Malgré toutes ces répercussions, le départ à la retraite de l’idéateur du projet Uber Elevate, Jeff Holden, directeur de produit, peu après la conférence de l’entreprise, annoncé par les principaux journaux économiques américains, laisse planer le doute sur ce que cela pourrait signifier pour l’avenir du projet. Ce qui est certain, c’est qu’Uber Elevate va désormais continuer sous le commandement d’Eric Allison, qui a de l’expérience dans le développement de voitures volantes.
DES PROJETS PLUS AVANCÉS
Malgré la frilosité autour des projets Uber, qui est plus avancé en termes de vol est l’allemand Volocopter, qui attire les investissements de Daimler (propriétaire de Mercedes) et du fabricant de puces Intel. Elle fait voler son véhicule à 18 rotors depuis 2016 et conçoit un modèle de taxi autonome.
Parmi les autres promoteurs, citons Joby Aviation, de Californie, qui a pour partenaires JetBlue Airways et Toyota, AeroMobil, de Slovaquie, et l’Allemand Lilium, dont le partenaire est Tencent, un investisseur géant chinois. À propos, la société chinoise EHang de Guangzhou a déjà enregistré avec son modèle 184 une vitesse de 130 km/h, une ascension jusqu’à 300 m et un fonctionnement en milieu orageux.

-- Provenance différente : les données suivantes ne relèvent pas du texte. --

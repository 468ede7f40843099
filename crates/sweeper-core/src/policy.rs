//! Pure safety predicates. No side effects; the executor decides what to
//! do with the answers.

use std::path::{Path, PathBuf};

use crate::config::AppConfig;

/// True iff `path` resolves under at least one scope root. Containment is
/// component-wise, so `/data2` is not inside the scope `/data`.
pub fn in_allowed_scopes(path: &Path, scopes: &[PathBuf]) -> bool {
    let resolved = canonical_or_lexical(path);
    scopes
        .iter()
        .any(|root| resolved.starts_with(canonical_or_lexical(root)))
}

fn canonical_or_lexical(path: &Path) -> PathBuf {
    path.canonicalize().unwrap_or_else(|_| path.to_path_buf())
}

/// Coarse heuristic: flags any path whose string form contains a risky
/// pattern, case-insensitively. False positives are acceptable; a flagged
/// path only costs the user one extra typed phrase.
pub fn requires_extra_confirmation(path: &Path, risky_patterns: &[String]) -> bool {
    let haystack = path.to_string_lossy().to_lowercase();
    risky_patterns
        .iter()
        .any(|pattern| haystack.contains(&pattern.to_lowercase()))
}

/// Strictly greater-than on both limits; a selection exactly at a limit
/// does not trigger the bulk gate.
pub fn bulk_threshold_exceeded(count: usize, total_bytes: u64, config: &AppConfig) -> bool {
    count > config.max_delete_count
        || total_bytes > config.max_total_delete_mb * 1024 * 1024
}

#[cfg(test)]
mod tests {
    use super::*;

    #[test]
    fn test_risky_pattern_case_insensitive() {
        let config = AppConfig::default();
        assert!(requires_extra_confirmation(
            Path::new("C:/Windows/System32/drivers/etc/hosts"),
            &config.risky_patterns
        ));
        assert!(requires_extra_confirmation(
            Path::new("/home/me/.ssh/id_ed25519"),
            &config.risky_patterns
        ));
        assert!(!requires_extra_confirmation(
            Path::new("C:/Users/me/Downloads/file.txt"),
            &config.risky_patterns
        ));
    }

    #[test]
    fn test_bulk_threshold_strict_inequality() {
        let config = AppConfig {
            max_delete_count: 50,
            max_total_delete_mb: 1,
            ..AppConfig::default()
        };
        assert!(!bulk_threshold_exceeded(50, 0, &config));
        assert!(bulk_threshold_exceeded(51, 0, &config));
        assert!(!bulk_threshold_exceeded(1, 1024 * 1024, &config));
        assert!(bulk_threshold_exceeded(1, 1024 * 1024 + 1, &config));
    }
}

Les organismes de réglementation de la sécurité aérienne de plusieurs pays ont une aversion raisonnable pour les risques. Ce qui signifie que même si l’objectif final de la mobilité aérienne urbaine est l’autonomie ou l’autoguidage des véhicules de tourisme, leurs premiers drones seront équipés de commandes manuelles, exigeant la présence d’un pilote breveté à bord. Les fabricants et les organismes gouvernementaux débattent déjà de la manière d’alléger les exigences de l’éventuel fonctionnement initial.
Par exemple, Volocopter attend que l’AESA classe son « 18-rotor » comme un avion de sport léger (LSA), qui pourra alors avoir comme pilote le détenteur d’une simple licence, sans l’exigence d’une formation spéciale ou d’un examen médical plus rigoureux. Volocopter a fait une démonstration, sans passagers à Dubaï l’année dernière sans avoir en tête la congestion urbaine, mais le désir du gouvernement des Emirats d’instituer un taxi aérien urbain dans la ville.